• **THE TASK**: Search the listing for the word "seen". Copy every line where it is found.

START SUPPLIED RECORDS

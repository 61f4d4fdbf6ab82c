//! The Pokédex: canonical list, search, favorites and region label.

use std::collections::BTreeSet;
use std::sync::Arc;

use tokio::sync::RwLock;

use super::list::{CollectionKind, ListState, ListViewModel};
use super::load_state::LoadState;
use crate::models::{PokedexEntry, Region};
use crate::traits::DataGateway;

/// Entries matching `term`, in their original order.
///
/// Case-insensitive substring match against the name, any type tag, or the
/// decimal number. An empty term matches everything.
pub fn filter_by_search_term(entries: &[PokedexEntry], term: &str) -> Vec<PokedexEntry> {
    if term.is_empty() {
        return entries.to_vec();
    }
    let needle = term.to_lowercase();
    entries
        .iter()
        .filter(|entry| entry.matches_lowercase(&needle))
        .cloned()
        .collect()
}

#[derive(Debug, Default)]
struct Preferences {
    search_term: String,
    favorites: BTreeSet<u32>,
}

pub struct PokedexViewModel {
    list: ListViewModel<PokedexEntry>,
    region: Region,
    prefs: RwLock<Preferences>,
}

impl PokedexViewModel {
    pub fn new(gateway: Arc<dyn DataGateway>, region: Region) -> Self {
        Self {
            list: ListViewModel::new(gateway, CollectionKind::Pokedex),
            region,
            prefs: RwLock::new(Preferences::default()),
        }
    }

    /// Fetch all entries, ascending by number. The region is not a filter.
    pub async fn load(&self) -> bool {
        self.list.load().await
    }

    pub fn region(&self) -> &Region {
        &self.region
    }

    pub async fn entries(&self) -> Vec<PokedexEntry> {
        self.list.items().await
    }

    pub async fn snapshot(&self) -> ListState<PokedexEntry> {
        self.list.snapshot().await
    }

    pub async fn load_state(&self) -> LoadState {
        self.list.load_state().await
    }

    pub async fn set_search_term(&self, term: impl Into<String>) {
        self.prefs.write().await.search_term = term.into();
    }

    pub async fn search_term(&self) -> String {
        self.prefs.read().await.search_term.clone()
    }

    /// The visible entries, derived from the current list and term on every
    /// call.
    pub async fn filtered(&self) -> Vec<PokedexEntry> {
        let term = self.search_term().await;
        self.list
            .with_items(|entries| filter_by_search_term(entries, &term))
            .await
    }

    /// Add or remove `id` from the favorites. Returns whether it is now a
    /// favorite.
    pub async fn toggle_favorite(&self, id: u32) -> bool {
        let mut prefs = self.prefs.write().await;
        if prefs.favorites.remove(&id) {
            false
        } else {
            prefs.favorites.insert(id);
            true
        }
    }

    pub async fn is_favorite(&self, id: u32) -> bool {
        self.prefs.read().await.favorites.contains(&id)
    }

    pub async fn favorites(&self) -> BTreeSet<u32> {
        self.prefs.read().await.favorites.clone()
    }

    pub fn detach(&self) {
        self.list.detach();
    }
}
//! View models for the fetch-on-load screens.
//!
//! Each view model owns its state behind a `tokio::sync::RwLock`. Locks are
//! taken after a network call returns, never across one. Loads are numbered
//! (see [`generation`]) so that a late response never overwrites a newer one
//! and nothing is applied after [`detach`](ListViewModel::detach).

pub mod feed;
pub mod generation;
pub mod list;
pub mod load_state;
pub mod pokedex;
pub mod profile;
pub mod users;

pub use feed::{FeedViewModel, LikeAction};
pub use generation::{LoadGuard, Ticket};
pub use list::{CollectionKind, ListState, ListViewModel, POSTS_SELECT};
pub use load_state::LoadState;
pub use pokedex::{filter_by_search_term, PokedexViewModel};
pub use profile::{ProfileView, ProfileViewModel};
pub use users::{UsersPage, UsersView};
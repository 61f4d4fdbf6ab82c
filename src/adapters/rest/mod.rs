//! HTTP implementation of the collaborator traits for the hosted backend.
//!
//! | Service | Path | Trait |
//! |---------|------|-------|
//! | Rows | `/rest/v1/{table}` | [`DataGateway`](crate::traits::DataGateway) |
//! | Auth | `/auth/v1/...` | [`AuthProvider`](crate::traits::AuthProvider) |
//! | Storage | `/storage/v1/object/...` | [`ObjectStorage`](crate::traits::ObjectStorage) |

mod auth;
mod client;
mod rows;
mod storage;

pub use client::BackendClient;
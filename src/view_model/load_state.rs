/// Presentation state of a fetch-on-load view.
///
/// A view renders exactly one of: a spinner, its content, or the error
/// message in place of the content.
#[derive(Debug, Clone, PartialEq, Eq, Default)]
pub enum LoadState {
    #[default]
    Loading,
    Ready,
    Failed(String),
}

impl LoadState {
    pub fn is_loading(&self) -> bool {
        matches!(self, LoadState::Loading)
    }

    pub fn is_ready(&self) -> bool {
        matches!(self, LoadState::Ready)
    }

    pub fn error(&self) -> Option<&str> {
        match self {
            LoadState::Failed(message) => Some(message),
            _ => None,
        }
    }
}
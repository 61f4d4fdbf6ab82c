//! In-memory row store.
//!
//! Supports the subset of the backend's behaviour the client relies on:
//! equality filters, ordering, single-row reads, embedded relations,
//! uniqueness constraints and generated `id`/`created_at` columns. Every call
//! is recorded, and any (operation, table) pair can be told to fail.

use std::cmp::Ordering;
use std::collections::HashMap;
use std::sync::{Mutex, MutexGuard};

use async_trait::async_trait;
use chrono::{DateTime, Utc};
use serde_json::Value;

use crate::error::QueryError;
use crate::models::{Filter, SelectQuery, Table};
use crate::traits::{DataGateway, Row};

/// Generated timestamps start here and advance one second per insert, so
/// later inserts always sort as newer.
const CLOCK_EPOCH_SECS: i64 = 1_700_000_000;

#[derive(Debug, Clone, Copy, PartialEq, Eq, Hash)]
pub enum Op {
    Select,
    Insert,
    Delete,
}

/// A request the gateway received, in arrival order.
#[derive(Debug, Clone, PartialEq)]
pub enum GatewayCall {
    Select { table: Table, query: SelectQuery },
    Insert { table: Table, rows: Vec<Row> },
    Delete { table: Table, filters: Vec<Filter> },
}

impl GatewayCall {
    pub fn op(&self) -> Op {
        match self {
            GatewayCall::Select { .. } => Op::Select,
            GatewayCall::Insert { .. } => Op::Insert,
            GatewayCall::Delete { .. } => Op::Delete,
        }
    }

    pub fn table(&self) -> Table {
        match self {
            GatewayCall::Select { table, .. }
            | GatewayCall::Insert { table, .. }
            | GatewayCall::Delete { table, .. } => *table,
        }
    }
}
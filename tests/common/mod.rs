//! Common test utilities for integration tests.
//!
//! Seed data and fixture builders shared by the integration tests.
//!
//! # Example
//!
//! ```ignore
//! use common::{seeded_gateway, ash};
//!
//! let gateway = seeded_gateway();
//! let feed = FeedViewModel::new(gateway.clone());
//! feed.toggle_like("p-1", Some(&ash())).await?;
//! ```

#![allow(dead_code)]

pub mod mocks;

pub use mocks::*;

use std::sync::Arc;

use pokesocial::models::{Table, UserIdentity};
use serde_json::{json, Value};

pub fn ash() -> UserIdentity {
    UserIdentity::new("u-ash", "ash@example.com")
}

pub fn misty() -> UserIdentity {
    UserIdentity::new("u-misty", "misty@example.com")
}

pub fn oak() -> UserIdentity {
    UserIdentity::new("u-oak", "oak@lab.io")
}

pub fn profile_row(user: &UserIdentity, first: &str, last: &str, special: bool, created_at: &str) -> Value {
    json!({
        "id": user.id,
        "first_name": first,
        "middle_name": null,
        "last_name": last,
        "date_of_birth": "1997-05-22",
        "country": "Japan",
        "city": "Kanto",
        "avatar_url": null,
        "is_special": special,
        "created_at": created_at
    })
}

pub fn pokemon_row(id: u32, name: &str, types: &[&str]) -> Value {
    json!({
        "id": id,
        "name": name,
        "types": types,
        "description": format!("{} description", name)
    })
}

pub fn pokemon_rows() -> Vec<Value> {
    vec![
        pokemon_row(25, "Pikachu", &["electric"]),
        pokemon_row(1, "Bulbasaur", &["grass", "poison"]),
        pokemon_row(7, "Squirtle", &["water"]),
        pokemon_row(4, "Charmander", &["fire"]),
    ]
}

/// A social gateway with three users, two posts, one like and one comment.
pub fn seeded_gateway() -> Arc<InMemoryGateway> {
    Arc::new(
        InMemoryGateway::social()
            .with_rows(
                Table::Profiles,
                vec![
                    profile_row(&oak(), "Samuel", "Oak", true, "2024-01-01T00:00:00Z"),
                    profile_row(&ash(), "Ash", "Ketchum", false, "2024-02-01T00:00:00Z"),
                    profile_row(&misty(), "Misty", "Waterflower", false, "2024-03-01T00:00:00Z"),
                ],
            )
            .with_rows(
                Table::Posts,
                vec![
                    json!({
                        "id": "p-1",
                        "user_id": ash().id,
                        "content": "Caught a Caterpie!",
                        "image_url": null,
                        "created_at": "2024-04-01T09:00:00Z"
                    }),
                    json!({
                        "id": "p-2",
                        "user_id": misty().id,
                        "content": "Gym is open today",
                        "image_url": null,
                        "created_at": "2024-04-02T09:00:00Z"
                    }),
                ],
            )
            .with_rows(
                Table::Likes,
                vec![json!({"id": "l-1", "post_id": "p-2", "user_id": ash().id})],
            )
            .with_rows(
                Table::Comments,
                vec![json!({
                    "id": "c-1",
                    "post_id": "p-2",
                    "user_id": ash().id,
                    "content": "On my way",
                    "created_at": "2024-04-02T10:00:00Z"
                })],
            )
            .with_rows(Table::Pokemon, pokemon_rows()),
    )
}

/// Every (post, user) pair appears at most once in the likes table.
pub fn likes_are_unique(gateway: &InMemoryGateway) -> bool {
    let rows = gateway.rows(Table::Likes);
    let mut seen = std::collections::HashSet::new();
    rows.iter().all(|row| {
        seen.insert((
            row["post_id"].as_str().unwrap_or_default().to_string(),
            row["user_id"].as_str().unwrap_or_default().to_string(),
        ))
    })
}
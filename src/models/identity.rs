use serde::{Deserialize, Serialize};

use super::{deserialize_id, deserialize_nullable_string};

/// The signed-in user as reported by the auth provider.
///
/// Owned by the session for its lifetime and passed explicitly to every
/// operation that acts on behalf of a user.
#[derive(Debug, Clone, PartialEq, Eq, Hash, Serialize, Deserialize)]
pub struct UserIdentity {
    #[serde(deserialize_with = "deserialize_id")]
    pub id: String,
    #[serde(default, deserialize_with = "deserialize_nullable_string")]
    pub email: String,
}

impl UserIdentity {
    pub fn new(id: impl Into<String>, email: impl Into<String>) -> Self {
        Self {
            id: id.into(),
            email: email.into(),
        }
    }
}

#[cfg(test)]
mod tests {
    use super::*;

    #[test]
    fn test_deserialize_auth_user_ignores_extra_fields() {
        let json = r#"{
            "id": "8d0f6a2e-1c7b-4c1e-9f57-3a5d2b1f0e11",
            "aud": "authenticated",
            "email": "ash@example.com",
            "role": "authenticated"
        }"#;
        let user: UserIdentity = serde_json::from_str(json).unwrap();
        assert_eq!(user.id, "8d0f6a2e-1c7b-4c1e-9f57-3a5d2b1f0e11");
        assert_eq!(user.email, "ash@example.com");
    }

    #[test]
    fn test_missing_email_is_empty() {
        let user: UserIdentity = serde_json::from_str(r#"{"id": "u-1", "email": null}"#).unwrap();
        assert_eq!(user.email, "");
    }
}
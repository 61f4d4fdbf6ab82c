//! Configuration errors.

use thiserror::Error;

#[derive(Debug, Clone, PartialEq, Eq, Error)]
pub enum ConfigError {
    /// A required environment variable is not set.
    #[error("Environment variable {var} is not set")]
    Missing { var: &'static str },

    /// An environment variable holds an unusable value.
    #[error("Invalid value for {var}: {message}")]
    Invalid { var: &'static str, message: String },
}

impl ConfigError {
    pub fn error_code(&self) -> &'static str {
        match self {
            ConfigError::Missing { .. } => "E_CONFIG_MISSING",
            ConfigError::Invalid { .. } => "E_CONFIG_INVALID",
        }
    }
}
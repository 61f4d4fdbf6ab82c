//! The signed-in user's own profile.

use std::sync::Arc;

use tokio::sync::RwLock;
use tracing::{debug, warn};

use super::generation::LoadGuard;
use crate::models::{Profile, SelectQuery, Table, UserIdentity};
use crate::traits::{fetch_one, DataGateway};

#[derive(Debug, Clone, PartialEq, Default)]
pub enum ProfileView {
    #[default]
    Loading,
    /// No session; the caller should send the user to sign in.
    SignInRequired,
    Ready(Box<Profile>),
    Failed(String),
}

#[derive(Debug, Default)]
struct State {
    view: ProfileView,
    applied: u64,
}

pub struct ProfileViewModel {
    gateway: Arc<dyn DataGateway>,
    state: RwLock<State>,
    guard: LoadGuard,
}

impl ProfileViewModel {
    pub fn new(gateway: Arc<dyn DataGateway>) -> Self {
        Self {
            gateway,
            state: RwLock::new(State::default()),
            guard: LoadGuard::new(),
        }
    }

    pub async fn view(&self) -> ProfileView {
        self.state.read().await.view.clone()
    }

    /// Fetch the profile keyed by `user`'s id. Returns whether the result
    /// was applied.
    pub async fn load(&self, user: Option<&UserIdentity>) -> bool {
        if self.guard.is_detached() {
            return false;
        }
        let ticket = self.guard.issue();

        let view = match user {
            None => ProfileView::SignInRequired,
            Some(user) => {
                debug!("Loading profile {}", user.id);
                let query = SelectQuery::all().eq("id", &user.id);
                match fetch_one::<Profile>(self.gateway.as_ref(), Table::Profiles, query).await {
                    Ok(profile) => ProfileView::Ready(Box::new(profile)),
                    Err(e) => {
                        warn!("Loading profile {} failed [{}]: {}", user.id, e.error_code(), e);
                        ProfileView::Failed(e.user_message())
                    }
                }
            }
        };

        let mut state = self.state.write().await;
        if !self.guard.admits(ticket, state.applied) {
            return false;
        }
        state.applied = ticket.generation();
        state.view = view;
        true
    }

    pub fn detach(&self) {
        self.guard.detach();
    }
}

#[cfg(test)]
mod tests {
    use super::*;
    use crate::adapters::mock::InMemoryGateway;
    use serde_json::json;

    fn gateway() -> Arc<InMemoryGateway> {
        Arc::new(InMemoryGateway::social().with_rows(
            Table::Profiles,
            vec![json!({
                "id": "u-1",
                "first_name": "Misty",
                "middle_name": null,
                "last_name": "Waterflower",
                "date_of_birth": "1998-03-15",
                "country": "Japan",
                "city": "Cerulean",
                "avatar_url": null,
                "is_special": false
            })],
        ))
    }

    #[tokio::test]
    async fn test_loads_own_profile() {
        let vm = ProfileViewModel::new(gateway());
        assert_eq!(vm.view().await, ProfileView::Loading);

        vm.load(Some(&UserIdentity::new("u-1", "misty@example.com"))).await;
        match vm.view().await {
            ProfileView::Ready(profile) => assert_eq!(profile.city, "Cerulean"),
            other => panic!("expected profile, got {:?}", other),
        }
    }

    #[tokio::test]
    async fn test_signed_out_requires_sign_in() {
        let vm = ProfileViewModel::new(gateway());
        vm.load(None).await;
        assert_eq!(vm.view().await, ProfileView::SignInRequired);
    }

    #[tokio::test]
    async fn test_missing_profile_fails() {
        let vm = ProfileViewModel::new(gateway());
        vm.load(Some(&UserIdentity::new("nobody", "n@example.com"))).await;
        assert_eq!(
            vm.view().await,
            ProfileView::Failed("The requested record was not found.".to_string())
        );
    }
}
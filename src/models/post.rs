use chrono::{DateTime, Utc};
use serde::{Deserialize, Serialize};

use super::query::Filter;
use super::{deserialize_id, deserialize_nullable_string, deserialize_null_default};

/// Denormalized author fields embedded in posts and comments.
#[derive(Debug, Clone, Default, PartialEq, Eq, Serialize, Deserialize)]
pub struct AuthorSnippet {
    #[serde(default, deserialize_with = "deserialize_nullable_string")]
    pub first_name: String,
    #[serde(default, deserialize_with = "deserialize_nullable_string")]
    pub last_name: String,
    #[serde(default)]
    pub avatar_url: Option<String>,
}

#[derive(Debug, Clone, PartialEq, Eq, Serialize, Deserialize)]
pub struct Like {
    #[serde(deserialize_with = "deserialize_id")]
    pub user_id: String,
}

#[derive(Debug, Clone, PartialEq, Serialize, Deserialize)]
pub struct Comment {
    #[serde(deserialize_with = "deserialize_id")]
    pub id: String,
    pub content: String,
    #[serde(deserialize_with = "deserialize_id")]
    pub user_id: String,
    pub created_at: DateTime<Utc>,
    #[serde(default, deserialize_with = "deserialize_null_default")]
    pub profiles: AuthorSnippet,
}

/// A feed post with its embedded author, likes and comments.
#[derive(Debug, Clone, PartialEq, Serialize, Deserialize)]
pub struct Post {
    #[serde(deserialize_with = "deserialize_id")]
    pub id: String,
    pub content: String,
    #[serde(default)]
    pub image_url: Option<String>,
    pub created_at: DateTime<Utc>,
    #[serde(deserialize_with = "deserialize_id")]
    pub user_id: String,
    #[serde(default, deserialize_with = "deserialize_null_default")]
    pub profiles: AuthorSnippet,
    #[serde(default, deserialize_with = "deserialize_null_default")]
    pub likes: Vec<Like>,
    #[serde(default, deserialize_with = "deserialize_null_default")]
    pub comments: Vec<Comment>,
}

impl Post {
    pub fn is_liked_by(&self, user_id: &str) -> bool {
        self.likes.iter().any(|like| like.user_id == user_id)
    }

    pub fn like_count(&self) -> usize {
        self.likes.len()
    }

    pub fn comment_count(&self) -> usize {
        self.comments.len()
    }
}

/// Insert payload for the `posts` table.
#[derive(Debug, Clone, PartialEq, Serialize)]
pub struct NewPost {
    pub user_id: String,
    pub content: String,
    pub image_url: Option<String>,
}

/// The (post, user) pair identifying a like. Doubles as the insert payload
/// for the `likes` table and as the match filter for removing one.
#[derive(Debug, Clone, PartialEq, Eq, Hash, Serialize)]
pub struct LikeKey {
    pub post_id: String,
    pub user_id: String,
}

impl LikeKey {
    pub fn new(post_id: impl Into<String>, user_id: impl Into<String>) -> Self {
        Self {
            post_id: post_id.into(),
            user_id: user_id.into(),
        }
    }

    pub fn match_filters(&self) -> Vec<Filter> {
        vec![
            Filter::eq("post_id", &self.post_id),
            Filter::eq("user_id", &self.user_id),
        ]
    }
}
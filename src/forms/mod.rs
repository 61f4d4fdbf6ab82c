//! Form submission flows.
//!
//! - [`PostComposer`] - blank-guarded post submission with optional image
//! - [`RegistrationForm`] - sign-up followed by the profile insert

pub mod post;
pub mod registration;

pub use post::{PostComposer, PostDraft, SubmitOutcome};
pub use registration::{Registered, RegistrationFields, RegistrationForm, MIN_PASSWORD_LEN};
//! Trait abstractions for the hosted-backend collaborators.
//!
//! The client core never talks to the network directly. Every request goes
//! through one of these seams, so view models and forms can be exercised
//! against in-memory implementations.
//!
//! # Traits
//!
//! - [`AuthProvider`] - sign-up, sign-in, sign-out and session lookup
//! - [`DataGateway`] - generic row store: select, insert, delete
//! - [`ObjectStorage`] - asset upload and public URL resolution

pub mod auth;
pub mod gateway;
pub mod storage;

pub use auth::AuthProvider;
pub use gateway::{fetch_one, fetch_rows, insert_row, DataGateway, Row};
pub use storage::ObjectStorage;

END SUPPLIED RECORDS

• **OUTPUT FOR THIS EXERCISE**:
    let mut seen = std::collections::HashSet::new();
        seen.insert((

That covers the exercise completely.